ADM Fargo: I think the first focus is developing the coordination to make this operation as efficient as possible. That's what you're seeing General Blackman do right now. He has built the Combined Support Force. We have representatives from a great number of the nations right now that are part of this effort. In addition the leading NGOs and international organizations are also conducting coordination with General Blackman both forward in Utapao, Thailand and in the respective countries like Indonesia and Thailand. So I think that's the most important effort right now. We have the capacity in theater. We're developing the coordination to make sure that it is focused specifically on the highest priority tasks.

Question: Sir, in terms of challenges, what do you foresee as the biggest challenges ahead for PACOM forces out there today?

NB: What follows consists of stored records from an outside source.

//! Pre-flight argument checks.
//!
//! Every check here runs before a request is built; a failure means no
//! network call is made.

use std::sync::LazyLock;

use regex::Regex;

use crate::error::{NrkError, Result};

/// Maximum number of characters accepted in a search query.
pub const MAX_SEARCH_QUERY_LEN: usize = 30;

/// Program ids: 4 word characters, 8 digits, optionally 4 more word characters
/// (e.g. `KOIF75001319`, `MSUS08000119AA01`). ASCII only.
#[allow(clippy::expect_used)]
static PROGRAM_ID_RE: LazyLock<Regex> = LazyLock::new(|| {
    Regex::new(r"^[A-Za-z0-9_]{4}[0-9]{8}(?:[A-Za-z0-9_]{4})?$")
        .expect("failed to compile program id regex")
});

/// Series ids: word characters in dash-separated groups (e.g. `side-om-side`).
#[allow(clippy::expect_used)]
static SERIES_ID_RE: LazyLock<Regex> = LazyLock::new(|| {
    Regex::new(r"^[A-Za-z0-9_]+(?:-[A-Za-z0-9_]+)*$").expect("failed to compile series id regex")
});

/// Checks a program id.
///
/// # Errors
///
/// Returns [`NrkError::InvalidIdentifier`] if the id does not match.
pub fn validate_program_id(program_id: &str) -> Result<()> {
    if PROGRAM_ID_RE.is_match(program_id) {
        Ok(())
    } else {
        Err(NrkError::InvalidIdentifier(String::from("Invalid Program Id")))
    }
}

/// Checks a series id.
///
/// # Errors
///
/// Returns [`NrkError::InvalidIdentifier`] if the id does not match.
pub fn validate_series_id(series_id: &str) -> Result<()> {
    if SERIES_ID_RE.is_match(series_id) {
        Ok(())
    } else {
        Err(NrkError::InvalidIdentifier(String::from("Invalid Series Id")))
    }
}

/// Checks the length of a search query, counted in characters.
///
/// # Errors
///
/// Returns [`NrkError::QueryTooLong`] above [`MAX_SEARCH_QUERY_LEN`].
pub fn validate_search_query(q: &str) -> Result<()> {
    if q.chars().count() > MAX_SEARCH_QUERY_LEN {
        return Err(NrkError::QueryTooLong(format!(
            "Query too long, max {MAX_SEARCH_QUERY_LEN} characters"
        )));
    }
    Ok(())
}

/// Checks that an index letter is at most one character.
///
/// # Errors
///
/// Returns [`NrkError::InvalidArgument`] for longer input.
pub fn validate_index_letter(letter: &str) -> Result<()> {
    if letter.chars().count() > 1 {
        return Err(NrkError::InvalidArgument(String::from(
            "Letter must be a single character",
        )));
    }
    Ok(())
}

#[cfg(test)]
mod tests {
    #![allow(clippy::unwrap_used)]
    #![allow(clippy::arithmetic_side_effects)]

    use super::*;
    use crate::error::ErrorKind;

    #[test]
    fn test_program_id_accepts_base_form() {
        // Arrange & Act & Assert
        assert!(validate_program_id("KOIF75001319").is_ok());
        assert!(validate_program_id("MSUS08000119").is_ok());
        assert!(validate_program_id("ab_c12345678").is_ok());
    }

    #[test]
    fn test_program_id_accepts_suffixed_form() {
        // Arrange & Act & Assert
        assert!(validate_program_id("MSUS08000119AA01").is_ok());
    }

    #[test]
    fn test_program_id_rejects_other_shapes() {
        // Arrange
        let bad = [
            "",
            "KOIF7500131",
            "KOIF750013190",
            "KOIF75001319A",
            "KOIF75001319ABCDE",
            "KOI-75001319",
            "KOIF7500131X",
            "ÆØÅK75001319",
            "KOIF75001319\n",
        ];

        // Act & Assert
        for id in bad {
            let err = validate_program_id(id).unwrap_err();
            assert_eq!(err.kind(), ErrorKind::InvalidIdentifier, "{id:?}");
            assert_eq!(err.to_string(), "Invalid Program Id");
        }
    }

    #[test]
    fn test_series_id() {
        // Arrange & Act & Assert
        assert!(validate_series_id("supernytt").is_ok());
        assert!(validate_series_id("side-om-side").is_ok());
        assert!(validate_series_id("team_2").is_ok());
        assert!(validate_series_id("").is_err());
        assert!(validate_series_id("-lead").is_err());
        assert!(validate_series_id("trail-").is_err());
        assert!(validate_series_id("double--dash").is_err());
        assert!(validate_series_id("with space").is_err());
        assert!(validate_series_id("../etc").is_err());
    }

    #[test]
    fn test_search_query_length_limit() {
        // Arrange
        let at_limit = "a".repeat(MAX_SEARCH_QUERY_LEN);
        let over_limit = "a".repeat(MAX_SEARCH_QUERY_LEN + 1);

        // Act & Assert
        assert!(validate_search_query(&at_limit).is_ok());
        let err = validate_search_query(&over_limit).unwrap_err();
        assert_eq!(err.kind(), ErrorKind::QueryTooLong);
        assert_eq!(err.to_string(), "Query too long, max 30 characters");
    }

    #[test]
    fn test_search_query_counts_characters_not_bytes() {
        // Arrange: 30 characters, 60 bytes
        let q = "ø".repeat(MAX_SEARCH_QUERY_LEN);

        // Act & Assert
        assert!(validate_search_query(&q).is_ok());
    }

    #[test]
    fn test_index_letter() {
        // Arrange & Act & Assert
        assert!(validate_index_letter("a").is_ok());
        assert!(validate_index_letter("å").is_ok());
        assert!(validate_index_letter("").is_ok());
        assert_eq!(
            validate_index_letter("ab").unwrap_err().kind(),
            ErrorKind::InvalidArgument
        );
    }
}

ADM Fargo: I think we've already talked about coordination which I think is very important. Really, I think they have all the skill sets necessary to make an impact. This is a little bit different than what we normally train for in some respects. But you know, we conduct an exercise Cobra Gold every year in Thailand where we build a joint task force, something similar to what General Blackman is running right now. An awful lot of the skill sets that are exercised in Cobra Gold, and certainly the relationships that are developed in Cobra Gold are being utilized today.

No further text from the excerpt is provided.